Because of their apparent rapid rate of evolution (Brown et al. 2002), protein sequences of disordered regions are difficult to
align accurately, particularly at long evolutionary distances, which limits the power of
classical comparative molecular evolutionary approaches to study these regions. Here, we
take advantage of population genomics data to circumvent potential alignment issues to
confirm the previous observations, and quantify rates of polymorphism and test for
evidence of selection based on site frequency spectra (SFSs). Using single nucleotide
polymorphisms (SNPs) from human and yeast populations, and polarized distribution of
fitness effect (DFE) analyses, we validate previous reports that amino acid replacements
are under negative selection in yeast and humans, although disordered regions appear to
be under moderately weaker constraints of selection compared with folding protein
regions. We also find up to an order of magnitude increase in the rate of
nonframeshifting insertion–deletion (indel) polymorphism in disordered regions,
which approaches the rate in noncoding DNA or pseudogenes. We identify examples of large
indels in disordered regions segregating in the human population. Our findings also
suggest that nonframeshifting indels in disordered regions are largely neutral.
Materials and Methods
Predictions of Disordered Regions and Pfam Domains
Protein coding regions for yeast were obtained from SGD (Cherry et al. 2012) and for human from Ensembl (v62; Flicek et al. 2013). For human proteins,
the longest splice form was used. Disordered regions were predicted using DISOPRED v3
(Jones and Cozzetto 2015) with
default settings using the UniRef90 database (http://www.uniprot.org/help/,
last accessed May 14, 2010; UniProt Consortium
2014) that had been filtered for repetitive regions, although we also
performed the analysis using DISOPRED v2 (Ward
et al 2004) and found similar results. For yeast, 28,560 disordered regions
were predicted, and for human, 409,044 disordered regions were predicted in all
protein isoforms (multiple transcripts per gene). Pfam domains were predicted by
running HMMer 3.0 (http://hmmer.janelia.org/, last accessed May 14, 2010; Finn et al. 2011) (using default settings)

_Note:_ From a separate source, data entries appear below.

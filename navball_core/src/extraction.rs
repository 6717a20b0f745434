// navball_core/src/extraction.rs

//! Pulls the samples the navball needs out of one frame's message batch.

use tracing::warn;

use crate::messages::{HeadingSample, Message, OrientationSample};

/// Returns the first message in `messages` published on `topic`.
///
/// The batch is taken in host-delivered order and never reordered, so when a
/// topic appears more than once in a batch the first occurrence wins. An unset
/// topic, or one that no longer exists, simply matches nothing.
pub fn extract_latest<'a>(messages: &'a [Message], topic: Option<&str>) -> Option<&'a Message> {
    let topic = topic?;
    messages.iter().find(|message| message.topic == topic)
}

/// The orientation sample for `topic` in this batch, if there is a decodable one.
pub fn latest_orientation(messages: &[Message], topic: Option<&str>) -> Option<OrientationSample> {
    let message = extract_latest(messages, topic)?;
    let sample = OrientationSample::from_payload(&message.payload);
    if sample.is_none() {
        warn!(
            "Message on '{}' is not an orientation record, skipping it.",
            message.topic
        );
    }
    sample
}

/// The heading sample for `topic` in this batch, if there is a decodable one.
pub fn latest_heading(messages: &[Message], topic: Option<&str>) -> Option<HeadingSample> {
    let message = extract_latest(messages, topic)?;
    let sample = HeadingSample::from_payload(&message.payload);
    if sample.is_none() {
        warn!(
            "Message on '{}' is not a heading vector, skipping it.",
            message.topic
        );
    }
    sample
}

/// Rotation of the heading indicator about the render engine's vertical axis.
///
/// Only the horizontal (x, y) projection is used. A zero-length projection has
/// no direction, so the indicator must be hidden and `None` is returned.
///
/// The argument order is `atan2(x, y)` on the normalized components: this is
/// what puts "north" (+y) at zero rotation in the rendered scene, and it is
/// not interchangeable with the usual `atan2(y, x)` bearing formula.
pub fn heading_angle(sample: &HeadingSample) -> Option<f64> {
    let length = (sample.x * sample.x + sample.y * sample.y).sqrt();
    if length == 0.0 || !length.is_finite() {
        return None;
    }
    let x = sample.x / length;
    let y = sample.y / length;
    Some(x.atan2(y))
}
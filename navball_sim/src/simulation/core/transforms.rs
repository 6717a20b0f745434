// navball_sim/src/simulation/core/transforms.rs

use bevy::prelude::{Quat as BevyQuat, Vec3 as BevyVec3};
use nalgebra::{Quaternion, UnitQuaternion};
use navball_core::messages::{HeadingSample, OrientationSample};

// =========================================================================
// == Render Space (navball_core) -> Bevy ==
// =========================================================================

/// Converts a render-space quaternion from the core pipeline into a Bevy `Quat`.
/// Components are copied as-is; nothing is normalized.
pub fn render_quat_to_bevy_quat(q: &Quaternion<f64>) -> BevyQuat {
    BevyQuat::from_xyzw(q.i as f32, q.j as f32, q.k as f32, q.w as f32)
}

/// A rotation about Bevy's vertical (+Y) axis.
pub fn vertical_rotation_to_bevy_quat(angle: f64) -> BevyQuat {
    BevyQuat::from_rotation_y(angle as f32)
}

pub fn array_to_bevy_vec3(v: [f64; 3]) -> BevyVec3 {
    BevyVec3::new(v[0] as f32, v[1] as f32, v[2] as f32)
}

// =========================================================================
// == Simulated Telemetry (ENU) -> Wire Samples ==
// =========================================================================

/// Packs an ENU attitude into the `{x, y, z, w}` sample published on the bus.
pub fn enu_quat_to_sample(q: &UnitQuaternion<f64>) -> OrientationSample {
    let c = q.coords;
    OrientationSample::new(c.x, c.y, c.z, c.w)
}

/// The horizontal course of an ENU velocity, as published on the bus.
pub fn enu_velocity_to_sample(east: f64, north: f64, up: f64) -> HeadingSample {
    HeadingSample::new(east, north, up)
}

#[cfg(test)]
mod tests {
    use super::*;
    use approx::assert_abs_diff_eq;
    use nalgebra::Vector3;
    use navball_core::frames::to_render_quaternion;
    use std::f64::consts::FRAC_PI_2;

    const F32_EPSILON: f32 = 1e-6;

    #[test]
    fn identity_maps_to_bevy_identity() {
        let q = render_quat_to_bevy_quat(&Quaternion::identity());
        assert_abs_diff_eq!(q.w, 1.0, epsilon = F32_EPSILON);
        assert_abs_diff_eq!(q.x, 0.0, epsilon = F32_EPSILON);
    }

    #[test]
    fn enu_yaw_lands_on_the_bevy_vertical_axis() {
        // A pure ENU yaw (about Z up) has its only vector part in z. After the
        // y/z swap it must sit in Bevy's y component.
        let yaw = UnitQuaternion::from_axis_angle(&Vector3::z_axis(), FRAC_PI_2);
        let render = to_render_quaternion(&enu_quat_to_sample(&yaw));
        let bevy = render_quat_to_bevy_quat(&render);

        assert_abs_diff_eq!(bevy.x, 0.0, epsilon = F32_EPSILON);
        assert_abs_diff_eq!(bevy.z, 0.0, epsilon = F32_EPSILON);
        assert_abs_diff_eq!(bevy.y, (FRAC_PI_2 / 2.0).sin() as f32, epsilon = F32_EPSILON);
        assert_abs_diff_eq!(bevy.w, (FRAC_PI_2 / 2.0).cos() as f32, epsilon = F32_EPSILON);
    }

    #[test]
    fn vertical_rotation_turns_forward_to_the_right() {
        // The heading marker points along +Z at zero; a quarter turn points it along +X.
        let turned = vertical_rotation_to_bevy_quat(FRAC_PI_2) * BevyVec3::Z;
        assert_abs_diff_eq!(turned.x, 1.0, epsilon = F32_EPSILON);
        assert_abs_diff_eq!(turned.z, 0.0, epsilon = F32_EPSILON);
    }
}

on PFAM v.24 (ftp://ftp.ebi.ac.uk/pub/databases/Pfam/releases/Pfam24.0/relnotes.txt,
last accessed February 22, 2010; Finn et al.
2008) on the yeast and human proteomes with the E-value of
0.001 as threshold. For both yeast and human, Pfam domains were required to have at
least ten occurrences in the proteome, to ensure that they were likely to be
independently folding domains, and not highly conserved entire proteins. This left
3,258 (of 8,482) domains in yeast and 27,264 (of 36,561) domains in human. We also
excluded from the analysis polymorphisms in Pfam domains that were predicted to be
disordered, as Pfam domains have been reported to contain disordered regions (Williams et al. 2013).
Determination of Pa/Ps
Ratios
A total of 99,656 protein coding yeast SNPs were obtained from SGRP (Bergstrom et al. 2014) and 427,282 human
SNPs were obtained from the 1000 Genomes Project (1000 Genomes Project Consortium 2012) website from the
phase 1 Release v3, which is based on the GENCODE v7 (Derrien et al. 2012) annotations of genes and pseudogenes.
The total number of SNPs in each region in humans includes the following: 132,661 in
disordered regions, 188,393 in other ordered regions, and 100,337 in Pfam domains.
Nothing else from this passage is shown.